• _THE PROBLEM_
Set down the records that follow exactly, every line of them.

• _THE DATA_
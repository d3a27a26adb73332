use itertools::iproduct;
use ndarray::{Array2, ArrayView1, Axis, LinalgScalar};
use ndarray_linalg::{EigValsh, UPLO};

use crate::EstimationError;

/// The rank one matrix `u vᵀ`
///
/// In a measurement update `u` is the gain column `K` and `v` the observation row `H`, and
/// `I - K H` is the factor that shrinks the covariance.
///
/// # Examples
///
/// ```
/// use resistance_estimation::math::outer_product;
/// use ndarray::{arr1, arr2};
///
/// let gain = arr1(&[0.5, 0.25]);
/// let observation = arr1(&[0.2, 1.]);
/// let correction = outer_product(gain.view(), observation.view());
///
/// assert_eq!(correction, arr2(&[[0.1, 0.5], [0.05, 0.25]]));
/// ```
pub fn outer_product<T: LinalgScalar>(u: ArrayView1<T>, v: ArrayView1<T>) -> Array2<T> {
    let u = u.insert_axis(Axis(1));
    let v = v.insert_axis(Axis(0));
    u.dot(&v)
}

/// Generate the observation matrix for the inputs `x` of a straight line model
///
/// Each row is the observation row `[x_k, 1]` of a single measurement, so the (n x 2) result maps
/// a parameter vector `(slope, intercept)` onto the n predicted observations.
///
/// # Examples
///
/// ```
/// use resistance_estimation::math::observation_matrix;
/// use ndarray::arr2;
///
/// let inputs: Vec<f64> = vec![2., 3.];
/// let observation = observation_matrix(&inputs);
///
/// let expected = arr2(&[[2., 1.], [3., 1.]]);
/// assert_eq!(observation, expected);
/// ```
pub fn observation_matrix<T: LinalgScalar>(x: &[T]) -> Array2<T> {
    Array2::from_shape_fn((x.len(), 2), |(ii, jj)| if jj == 0 { x[ii] } else { T::one() })
}

/// The largest absolute difference between mirrored elements of a square matrix
///
/// Zero for an exactly symmetric matrix.
pub fn asymmetry(matrix: &Array2<f64>) -> f64 {
    let (rows, cols) = matrix.dim();
    iproduct!(0..rows, 0..cols)
        .filter(|(ii, jj)| ii < jj)
        .map(|(ii, jj)| (matrix[[ii, jj]] - matrix[[jj, ii]]).abs())
        .fold(0.0, f64::max)
}

/// The smallest eigenvalue of a symmetric matrix
///
/// Only the lower triangle of `matrix` is read, so callers should confirm symmetry first.
///
/// # Errors
/// Returns an error if the eigenvalue decomposition fails to converge.
pub fn min_eigenvalue(matrix: &Array2<f64>) -> Result<f64, EstimationError> {
    let eigenvalues = matrix.eigvalsh(UPLO::Lower)?;
    Ok(eigenvalues.into_iter().fold(f64::INFINITY, f64::min))
}

#[cfg(test)]
mod tests {
    use itertools::Itertools;
    use ndarray::{arr1, arr2, Array, Array2};
    use ndarray_rand::rand::SeedableRng;
    use ndarray_rand::rand_distr::Uniform;
    use ndarray_rand::{rand::Rng, RandomExt};
    use rand_isaac::isaac64::Isaac64Rng;

    use super::{asymmetry, min_eigenvalue, observation_matrix, outer_product};

    #[test]
    fn gain_correction_acts_through_the_predicted_observation() {
        // (K H) x must equal K (H x) for every parameter vector x
        let seed = 40;
        let mut rng = Isaac64Rng::seed_from_u64(seed);
        let gain = Array::random_using(2, Uniform::new(-1., 1.), &mut rng);
        let observation = arr1(&[rng.gen_range(0.0..2.0), 1.0]);
        let correction = outer_product(gain.view(), observation.view());

        assert_eq!(correction.dim(), (2, 2));
        for _ in 0..10 {
            let x = Array::random_using(2, Uniform::new(-10., 10.), &mut rng);
            let expected = &gain * observation.dot(&x);
            for (expected, actual) in expected.iter().zip(correction.dot(&x).iter()) {
                approx::assert_relative_eq!(expected, actual, max_relative = 1e-12);
            }
        }
    }

    #[test]
    fn correction_has_rank_one() {
        let gain = arr1(&[0.3, -0.7]);
        let observation = arr1(&[0.6, 1.0]);
        let correction = outer_product(gain.view(), observation.view());

        let determinant =
            correction[[0, 0]] * correction[[1, 1]] - correction[[0, 1]] * correction[[1, 0]];
        approx::assert_abs_diff_eq!(determinant, 0.0, epsilon = 1e-15);
    }

    #[test]
    fn observation_matrices_are_generated_correctly() {
        let seed = 40;
        let mut rng = Isaac64Rng::seed_from_u64(seed);
        let num_data_points = 10;

        let data_points = (0..num_data_points)
            .map(|_| rng.gen())
            .collect::<Vec<f64>>();

        let observation = observation_matrix(&data_points);

        assert_eq!(observation.dim(), (num_data_points, 2));
        for (ii, data_point) in data_points.iter().enumerate() {
            approx::assert_relative_eq!(observation[[ii, 0]], *data_point);
            approx::assert_relative_eq!(observation[[ii, 1]], 1.0);
        }
    }

    #[test]
    fn symmetric_matrices_have_no_asymmetry() {
        let seed = 40;
        let mut rng = Isaac64Rng::seed_from_u64(seed);
        let dim = 6;
        let a: Array2<f64> = Array::random_using((dim, dim), Uniform::new(-1., 1.), &mut rng);
        let symmetric = &a + &a.t();

        approx::assert_relative_eq!(asymmetry(&symmetric), 0.0);
    }

    #[test]
    fn asymmetry_reports_the_largest_mirrored_difference() {
        let matrix = arr2(&[[1., 2., 0.], [2.5, 1., 4.], [0., 1., 1.]]);
        approx::assert_relative_eq!(asymmetry(&matrix), 3.0);
    }

    #[test]
    fn smallest_eigenvalue_of_a_diagonal_matrix_is_its_smallest_entry() -> crate::Result<()> {
        let seed = 40;
        let mut rng = Isaac64Rng::seed_from_u64(seed);
        let entries = (0..5).map(|_| rng.gen_range(0.1..10.0)).collect::<Vec<f64>>();
        let matrix = Array2::from_diag(&Array::from(entries.clone()));

        let expected = entries
            .iter()
            .copied()
            .sorted_by(|a, b| a.partial_cmp(b).unwrap())
            .next()
            .unwrap();
        approx::assert_relative_eq!(min_eigenvalue(&matrix)?, expected, max_relative = 1e-12);
        Ok(())
    }

    #[test]
    fn indefinite_matrices_have_a_negative_eigenvalue() -> crate::Result<()> {
        let matrix = arr2(&[[1., 2.], [2., 1.]]);
        approx::assert_relative_eq!(min_eigenvalue(&matrix)?, -1.0, epsilon = 1e-12);
        Ok(())
    }
}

• _ANSWER SECTION_
repository d3a27a26adb73332
use itertools::iproduct;
use ndarray::{Array2, ArrayView1, Axis, LinalgScalar};
use ndarray_linalg::{EigValsh, UPLO};

use crate::EstimationError;

/// The rank one matrix `u vᵀ`
///
/// In a measurement update `u` is the gain column `K` and `v` the observation row `H`, and
/// `I - K H` is the factor that shrinks the covariance.
///
/// # Examples
///
/// ```
/// use resistance_estimation::math::outer_product;
/// use ndarray::{arr1, arr2};
///
/// let gain = arr1(&[0.5, 0.25]);
/// let observation = arr1(&[0.2, 1.]);
/// let correction = outer_product(gain.view(), observation.view());
///
/// assert_eq!(correction, arr2(&[[0.1, 0.5], [0.05, 0.25]]));
/// ```
pub fn outer_product<T: LinalgScalar>(u: ArrayView1<T>, v: ArrayView1<T>) -> Array2<T> {
    let u = u.insert_axis(Axis(1));
    let v = v.insert_axis(Axis(0));
    u.dot(&v)
}

/// Generate the observation matrix for the inputs `x` of a straight line model
///
/// Each row is the observation row `[x_k, 1]` of a single measurement, so the (n x 2) result maps
/// a parameter vector `(slope, intercept)` onto the n predicted observations.
///
/// # Examples
///
/// ```
/// use resistance_estimation::math::observation_matrix;
/// use ndarray::arr2;
///
/// let inputs: Vec<f64> = vec![2., 3.];
/// let observation = observation_matrix(&inputs);
///
/// let expected = arr2(&[[2., 1.], [3., 1.]]);
/// assert_eq!(observation, expected);
/// ```
pub fn observation_matrix<T: LinalgScalar>(x: &[T]) -> Array2<T> {
    Array2::from_shape_fn((x.len(), 2), |(ii, jj)| if jj == 0 { x[ii] } else { T::one() })
}

/// The largest absolute difference between mirrored elements of a square matrix
///
/// Zero for an exactly symmetric matrix.
pub fn asymmetry(matrix: &Array2<f64>) -> f64 {
    let (rows, cols) = matrix.dim();
    iproduct!(0..rows, 0..cols)
        .filter(|(ii, jj)| ii < jj)
        .map(|(ii, jj)| (matrix[[ii, jj]] - matrix[[jj, ii]]).abs())
        .fold(0.0, f64::max)
}

/// The smallest eigenvalue of a symmetric matrix
///
/// Only the lower triangle of `matrix` is read, so callers should confirm symmetry first.
///
/// # Errors
/// Returns an error if the eigenvalue decomposition fails to converge.
pub fn min_eigenvalue(matrix: &Array2<f64>) -> Result<f64, EstimationError> {
    let eigenvalues = matrix.eigvalsh(UPLO::Lower)?;
    Ok(eigenvalues.into_iter().fold(f64::INFINITY, f64::min))
}

#[cfg(test)]
mod tests {
    use itertools::Itertools;
    use ndarray::{arr1, arr2, Array, Array2};
    use ndarray_rand::rand::SeedableRng;
    use ndarray_rand::rand_distr::Uniform;
    use ndarray_rand::{rand::Rng, RandomExt};
    use rand_isaac::isaac64::Isaac64Rng;

    use super::{asymmetry, min_eigenvalue, observation_matrix, outer_product};

    #[test]
    fn gain_correction_acts_through_the_predicted_observation() {
        // (K H) x must equal K (H x) for every parameter vector x
        let seed = 40;
        let mut rng = Isaac64Rng::seed_from_u64(seed);
        let gain = Array::random_using(2, Uniform::new(-1., 1.), &mut rng);
        let observation = arr1(&[rng.gen_range(0.0..2.0), 1.0]);
        let correction = outer_product(gain.view(), observation.view());

        assert_eq!(correction.dim(), (2, 2));
        for _ in 0..10 {
            let x = Array::random_using(2, Uniform::new(-10., 10.), &mut rng);
            let expected = &gain * observation.dot(&x);
            for (expected, actual) in expected.iter().zip(correction.dot(&x).iter()) {
                approx::assert_relative_eq!(expected, actual, max_relative = 1e-12);
            }
        }
    }

    #[test]
    fn correction_has_rank_one() {
        let gain = arr1(&[0.3, -0.7]);
        let observation = arr1(&[0.6, 1.0]);
        let correction = outer_product(gain.view(), observation.view());

        let determinant =
            correction[[0, 0]] * correction[[1, 1]] - correction[[0, 1]] * correction[[1, 0]];
        approx::assert_abs_diff_eq!(determinant, 0.0, epsilon = 1e-15);
    }

    #[test]
    fn observation_matrices_are_generated_correctly() {
        let seed = 40;
        let mut rng = Isaac64Rng::seed_from_u64(seed);
        let num_data_points = 10;

        let data_points = (0..num_data_points)
            .map(|_| rng.gen())
            .collect::<Vec<f64>>();

        let observation = observation_matrix(&data_points);

        assert_eq!(observation.dim(), (num_data_points, 2));
        for (ii, data_point) in data_points.iter().enumerate() {
            approx::assert_relative_eq!(observation[[ii, 0]], *data_point);
            approx::assert_relative_eq!(observation[[ii, 1]], 1.0);
        }
    }

    #[test]
    fn symmetric_matrices_have_no_asymmetry() {
        let seed = 40;
        let mut rng = Isaac64Rng::seed_from_u64(seed);
        let dim = 6;
        let a: Array2<f64> = Array::random_using((dim, dim), Uniform::new(-1., 1.), &mut rng);
        let symmetric = &a + &a.t();

        approx::assert_relative_eq!(asymmetry(&symmetric), 0.0);
    }

    #[test]
    fn asymmetry_reports_the_largest_mirrored_difference() {
        let matrix = arr2(&[[1., 2., 0.], [2.5, 1., 4.], [0., 1., 1.]]);
        approx::assert_relative_eq!(asymmetry(&matrix), 3.0);
    }

    #[test]
    fn smallest_eigenvalue_of_a_diagonal_matrix_is_its_smallest_entry() -> crate::Result<()> {
        let seed = 40;
        let mut rng = Isaac64Rng::seed_from_u64(seed);
        let entries = (0..5).map(|_| rng.gen_range(0.1..10.0)).collect::<Vec<f64>>();
        let matrix = Array2::from_diag(&Array::from(entries.clone()));

        let expected = entries
            .iter()
            .copied()
            .sorted_by(|a, b| a.partial_cmp(b).unwrap())
            .next()
            .unwrap();
        approx::assert_relative_eq!(min_eigenvalue(&matrix)?, expected, max_relative = 1e-12);
        Ok(())
    }

    #[test]
    fn indefinite_matrices_have_a_negative_eigenvalue() -> crate::Result<()> {
        let matrix = arr2(&[[1., 2.], [2., 1.]]);
        approx::assert_relative_eq!(min_eigenvalue(&matrix)?, -1.0, epsilon = 1e-12);
        Ok(())
    }
}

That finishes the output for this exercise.